### [DIRECTIONS]
The records below are to be quoted in full; please keep every word exact.

### [Data extracted from a collection]
--- START ---

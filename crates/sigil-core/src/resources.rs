//! Caster resource pools and the stats collaborator trait.
//!
//! Casts are paid for at the commit point with an atomic, all-or-nothing
//! debit. Pools are owned by the surrounding game; the core talks to them
//! through [`ResourcePool`].

use std::collections::BTreeMap;
use std::fmt;

use serde::{Deserialize, Serialize};
use tracing::debug;

use crate::caster::CasterId;

/// A spendable caster resource.
#[derive(Debug, Clone, Copy, PartialEq, Eq, PartialOrd, Ord, Hash, Serialize, Deserialize)]
#[serde(rename_all = "snake_case")]
pub enum ResourceKind {
    /// Primary casting energy.
    Chakra,
    /// Concentration; drained by long or unstable casts.
    Stability,
}

impl fmt::Display for ResourceKind {
    fn fmt(&self, f: &mut fmt::Formatter<'_>) -> fmt::Result {
        match self {
            Self::Chakra => write!(f, "chakra"),
            Self::Stability => write!(f, "stability"),
        }
    }
}

/// Amounts of each resource a cast consumes.
#[derive(Debug, Clone, Default, PartialEq, Serialize, Deserialize)]
#[serde(transparent)]
pub struct ResourceCost(BTreeMap<ResourceKind, f32>);

impl ResourceCost {
    /// A cost of nothing.
    #[must_use]
    pub fn free() -> Self {
        Self::default()
    }

    /// Adds an amount of one resource to the cost.
    #[must_use]
    pub fn with(mut self, kind: ResourceKind, amount: f32) -> Self {
        *self.0.entry(kind).or_insert(0.0) += amount;
        self
    }

    /// Amount of one resource, zero if absent.
    #[must_use]
    pub fn amount(&self, kind: ResourceKind) -> f32 {
        self.0.get(&kind).copied().unwrap_or(0.0)
    }

    /// Returns true if nothing is charged.
    #[must_use]
    pub fn is_free(&self) -> bool {
        self.0.values().all(|v| *v <= 0.0)
    }

    /// Iterates `(kind, amount)` in kind order.
    pub fn iter(&self) -> impl Iterator<Item = (ResourceKind, f32)> + '_ {
        self.0.iter().map(|(k, v)| (*k, *v))
    }
}

/// Why a debit was refused.
#[derive(Debug, Clone, Copy, PartialEq, Serialize, Deserialize)]
pub struct Shortfall {
    /// The first resource that could not be paid.
    pub kind: ResourceKind,
    /// Amount requested.
    pub required: f32,
    /// Amount available.
    pub available: f32,
}

/// Stats collaborator as seen by the casting core.
pub trait ResourcePool {
    /// Current amount of a resource.
    fn current(&self, caster: CasterId, kind: ResourceKind) -> f32;

    /// Maximum amount of a resource.
    fn maximum(&self, caster: CasterId, kind: ResourceKind) -> f32;

    /// Debits every resource in `cost` or none of them.
    fn try_debit(&mut self, caster: CasterId, cost: &ResourceCost) -> Result<(), Shortfall>;
}

#[derive(Debug, Clone, Copy, PartialEq, Serialize, Deserialize)]
struct Gauge {
    current: f32,
    maximum: f32,
}

/// Map-backed [`ResourcePool`] used by the replay tool and tests.
///
/// Casters without an entry have empty pools.
#[derive(Debug, Clone, Default, PartialEq, Serialize, Deserialize)]
pub struct InMemoryResources {
    gauges: BTreeMap<(CasterId, ResourceKind), Gauge>,
}

impl InMemoryResources {
    /// Creates an empty store.
    #[must_use]
    pub fn new() -> Self {
        Self::default()
    }

    /// Sets a resource to full at `maximum`.
    pub fn set_full(&mut self, caster: CasterId, kind: ResourceKind, maximum: f32) {
        let maximum = maximum.max(0.0);
        self.gauges.insert(
            (caster, kind),
            Gauge {
                current: maximum,
                maximum,
            },
        );
    }

    /// Restores an amount, capped at the maximum.
    pub fn restore(&mut self, caster: CasterId, kind: ResourceKind, amount: f32) {
        if let Some(gauge) = self.gauges.get_mut(&(caster, kind)) {
            gauge.current = (gauge.current + amount.max(0.0)).min(gauge.maximum);
        }
    }
}

impl ResourcePool for InMemoryResources {
    fn current(&self, caster: CasterId, kind: ResourceKind) -> f32 {
        self.gauges.get(&(caster, kind)).map_or(0.0, |g| g.current)
    }

    fn maximum(&self, caster: CasterId, kind: ResourceKind) -> f32 {
        self.gauges.get(&(caster, kind)).map_or(0.0, |g| g.maximum)
    }

    fn try_debit(&mut self, caster: CasterId, cost: &ResourceCost) -> Result<(), Shortfall> {
        // Check everything before touching anything.
        for (kind, required) in cost.iter().filter(|(_, amount)| *amount > 0.0) {
            let available = self.current(caster, kind);
            if available < required {
                debug!(%caster, %kind, required, available, "debit refused");
                return Err(Shortfall {
                    kind,
                    required,
                    available,
                });
            }
        }
        for (kind, amount) in cost.iter().filter(|(_, amount)| *amount > 0.0) {
            if let Some(gauge) = self.gauges.get_mut(&(caster, kind)) {
                gauge.current -= amount;
            }
        }
        Ok(())
    }
}

#[cfg(test)]
mod tests {
    use super::*;

    const CASTER: CasterId = CasterId::new(1);

    fn stocked() -> InMemoryResources {
        let mut pool = InMemoryResources::new();
        pool.set_full(CASTER, ResourceKind::Chakra, 50.0);
        pool.set_full(CASTER, ResourceKind::Stability, 10.0);
        pool
    }

    #[test]
    fn debit_takes_every_resource() {
        let mut pool = stocked();
        let cost = ResourceCost::free()
            .with(ResourceKind::Chakra, 20.0)
            .with(ResourceKind::Stability, 5.0);
        assert!(pool.try_debit(CASTER, &cost).is_ok());
        assert!((pool.current(CASTER, ResourceKind::Chakra) - 30.0).abs() < 1e-4);
        assert!((pool.current(CASTER, ResourceKind::Stability) - 5.0).abs() < 1e-4);
    }

    #[test]
    fn shortfall_debits_nothing() {
        let mut pool = stocked();
        let cost = ResourceCost::free()
            .with(ResourceKind::Chakra, 20.0)
            .with(ResourceKind::Stability, 15.0);
        let err = pool.try_debit(CASTER, &cost).unwrap_err();
        assert_eq!(err.kind, ResourceKind::Stability);
        assert!((pool.current(CASTER, ResourceKind::Chakra) - 50.0).abs() < 1e-4);
    }

    #[test]
    fn unknown_caster_has_empty_pools() {
        let mut pool = stocked();
        let other = CasterId::new(2);
        assert!(pool.current(other, ResourceKind::Chakra).abs() < 1e-6);
        assert!(pool.try_debit(other, &ResourceCost::free()).is_ok());
        assert!(pool
            .try_debit(other, &ResourceCost::free().with(ResourceKind::Chakra, 1.0))
            .is_err());
    }

    #[test]
    fn restore_is_capped() {
        let mut pool = stocked();
        pool.try_debit(CASTER, &ResourceCost::free().with(ResourceKind::Chakra, 10.0))
            .unwrap();
        pool.restore(CASTER, ResourceKind::Chakra, 100.0);
        assert!((pool.current(CASTER, ResourceKind::Chakra) - 50.0).abs() < 1e-4);
        assert!((pool.maximum(CASTER, ResourceKind::Chakra) - 50.0).abs() < 1e-4);
    }

    #[test]
    fn cost_parses_from_toml_table() {
        let cost: ResourceCost = toml::from_str("chakra = 12.5\nstability = 2.0").unwrap();
        assert!((cost.amount(ResourceKind::Chakra) - 12.5).abs() < 1e-6);
        assert!(!cost.is_free());
        assert!(ResourceCost::free().is_free());
    }
}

--- END ---

### [WRITTEN ANSWER]
filename crates/sigil-core/src/resources.rs
//! Caster resource pools and the stats collaborator trait.
//!
//! Casts are paid for at the commit point with an atomic, all-or-nothing
//! debit. Pools are owned by the surrounding game; the core talks to them
//! through [`ResourcePool`].

use std::collections::BTreeMap;
use std::fmt;

use serde::{Deserialize, Serialize};
use tracing::debug;

use crate::caster::CasterId;

/// A spendable caster resource.
#[derive(Debug, Clone, Copy, PartialEq, Eq, PartialOrd, Ord, Hash, Serialize, Deserialize)]
#[serde(rename_all = "snake_case")]
pub enum ResourceKind {
    /// Primary casting energy.
    Chakra,
    /// Concentration; drained by long or unstable casts.
    Stability,
}

impl fmt::Display for ResourceKind {
    fn fmt(&self, f: &mut fmt::Formatter<'_>) -> fmt::Result {
        match self {
            Self::Chakra => write!(f, "chakra"),
            Self::Stability => write!(f, "stability"),
        }
    }
}

/// Amounts of each resource a cast consumes.
#[derive(Debug, Clone, Default, PartialEq, Serialize, Deserialize)]
#[serde(transparent)]
pub struct ResourceCost(BTreeMap<ResourceKind, f32>);

impl ResourceCost {
    /// A cost of nothing.
    #[must_use]
    pub fn free() -> Self {
        Self::default()
    }

    /// Adds an amount of one resource to the cost.
    #[must_use]
    pub fn with(mut self, kind: ResourceKind, amount: f32) -> Self {
        *self.0.entry(kind).or_insert(0.0) += amount;
        self
    }

    /// Amount of one resource, zero if absent.
    #[must_use]
    pub fn amount(&self, kind: ResourceKind) -> f32 {
        self.0.get(&kind).copied().unwrap_or(0.0)
    }

    /// Returns true if nothing is charged.
    #[must_use]
    pub fn is_free(&self) -> bool {
        self.0.values().all(|v| *v <= 0.0)
    }

    /// Iterates `(kind, amount)` in kind order.
    pub fn iter(&self) -> impl Iterator<Item = (ResourceKind, f32)> + '_ {
        self.0.iter().map(|(k, v)| (*k, *v))
    }
}

/// Why a debit was refused.
#[derive(Debug, Clone, Copy, PartialEq, Serialize, Deserialize)]
pub struct Shortfall {
    /// The first resource that could not be paid.
    pub kind: ResourceKind,
    /// Amount requested.
    pub required: f32,
    /// Amount available.
    pub available: f32,
}

/// Stats collaborator as seen by the casting core.
pub trait ResourcePool {
    /// Current amount of a resource.
    fn current(&self, caster: CasterId, kind: ResourceKind) -> f32;

    /// Maximum amount of a resource.
    fn maximum(&self, caster: CasterId, kind: ResourceKind) -> f32;

    /// Debits every resource in `cost` or none of them.
    fn try_debit(&mut self, caster: CasterId, cost: &ResourceCost) -> Result<(), Shortfall>;
}

#[derive(Debug, Clone, Copy, PartialEq, Serialize, Deserialize)]
struct Gauge {
    current: f32,
    maximum: f32,
}

/// Map-backed [`ResourcePool`] used by the replay tool and tests.
///
/// Casters without an entry have empty pools.
#[derive(Debug, Clone, Default, PartialEq, Serialize, Deserialize)]
pub struct InMemoryResources {
    gauges: BTreeMap<(CasterId, ResourceKind), Gauge>,
}

impl InMemoryResources {
    /// Creates an empty store.
    #[must_use]
    pub fn new() -> Self {
        Self::default()
    }

    /// Sets a resource to full at `maximum`.
    pub fn set_full(&mut self, caster: CasterId, kind: ResourceKind, maximum: f32) {
        let maximum = maximum.max(0.0);
        self.gauges.insert(
            (caster, kind),
            Gauge {
                current: maximum,
                maximum,
            },
        );
    }

    /// Restores an amount, capped at the maximum.
    pub fn restore(&mut self, caster: CasterId, kind: ResourceKind, amount: f32) {
        if let Some(gauge) = self.gauges.get_mut(&(caster, kind)) {
            gauge.current = (gauge.current + amount.max(0.0)).min(gauge.maximum);
        }
    }
}

impl ResourcePool for InMemoryResources {
    fn current(&self, caster: CasterId, kind: ResourceKind) -> f32 {
        self.gauges.get(&(caster, kind)).map_or(0.0, |g| g.current)
    }

    fn maximum(&self, caster: CasterId, kind: ResourceKind) -> f32 {
        self.gauges.get(&(caster, kind)).map_or(0.0, |g| g.maximum)
    }

    fn try_debit(&mut self, caster: CasterId, cost: &ResourceCost) -> Result<(), Shortfall> {
        // Check everything before touching anything.
        for (kind, required) in cost.iter().filter(|(_, amount)| *amount > 0.0) {
            let available = self.current(caster, kind);
            if available < required {
                debug!(%caster, %kind, required, available, "debit refused");
                return Err(Shortfall {
                    kind,
                    required,
                    available,
                });
            }
        }
        for (kind, amount) in cost.iter().filter(|(_, amount)| *amount > 0.0) {
            if let Some(gauge) = self.gauges.get_mut(&(caster, kind)) {
                gauge.current -= amount;
            }
        }
        Ok(())
    }
}

#[cfg(test)]
mod tests {
    use super::*;

    const CASTER: CasterId = CasterId::new(1);

    fn stocked() -> InMemoryResources {
        let mut pool = InMemoryResources::new();
        pool.set_full(CASTER, ResourceKind::Chakra, 50.0);
        pool.set_full(CASTER, ResourceKind::Stability, 10.0);
        pool
    }

    #[test]
    fn debit_takes_every_resource() {
        let mut pool = stocked();
        let cost = ResourceCost::free()
            .with(ResourceKind::Chakra, 20.0)
            .with(ResourceKind::Stability, 5.0);
        assert!(pool.try_debit(CASTER, &cost).is_ok());
        assert!((pool.current(CASTER, ResourceKind::Chakra) - 30.0).abs() < 1e-4);
        assert!((pool.current(CASTER, ResourceKind::Stability) - 5.0).abs() < 1e-4);
    }

    #[test]
    fn shortfall_debits_nothing() {
        let mut pool = stocked();
        let cost = ResourceCost::free()
            .with(ResourceKind::Chakra, 20.0)
            .with(ResourceKind::Stability, 15.0);
        let err = pool.try_debit(CASTER, &cost).unwrap_err();
        assert_eq!(err.kind, ResourceKind::Stability);
        assert!((pool.current(CASTER, ResourceKind::Chakra) - 50.0).abs() < 1e-4);
    }

    #[test]
    fn unknown_caster_has_empty_pools() {
        let mut pool = stocked();
        let other = CasterId::new(2);
        assert!(pool.current(other, ResourceKind::Chakra).abs() < 1e-6);
        assert!(pool.try_debit(other, &ResourceCost::free()).is_ok());
        assert!(pool
            .try_debit(other, &ResourceCost::free().with(ResourceKind::Chakra, 1.0))
            .is_err());
    }

    #[test]
    fn restore_is_capped() {
        let mut pool = stocked();
        pool.try_debit(CASTER, &ResourceCost::free().with(ResourceKind::Chakra, 10.0))
            .unwrap();
        pool.restore(CASTER, ResourceKind::Chakra, 100.0);
        assert!((pool.current(CASTER, ResourceKind::Chakra) - 50.0).abs() < 1e-4);
        assert!((pool.maximum(CASTER, ResourceKind::Chakra) - 50.0).abs() < 1e-4);
    }

    #[test]
    fn cost_parses_from_toml_table() {
        let cost: ResourceCost = toml::from_str("chakra = 12.5\nstability = 2.0").unwrap();
        assert!((cost.amount(ResourceKind::Chakra) - 12.5).abs() < 1e-6);
        assert!(!cost.is_free());
        assert!(ResourceCost::free().is_free());
    }
}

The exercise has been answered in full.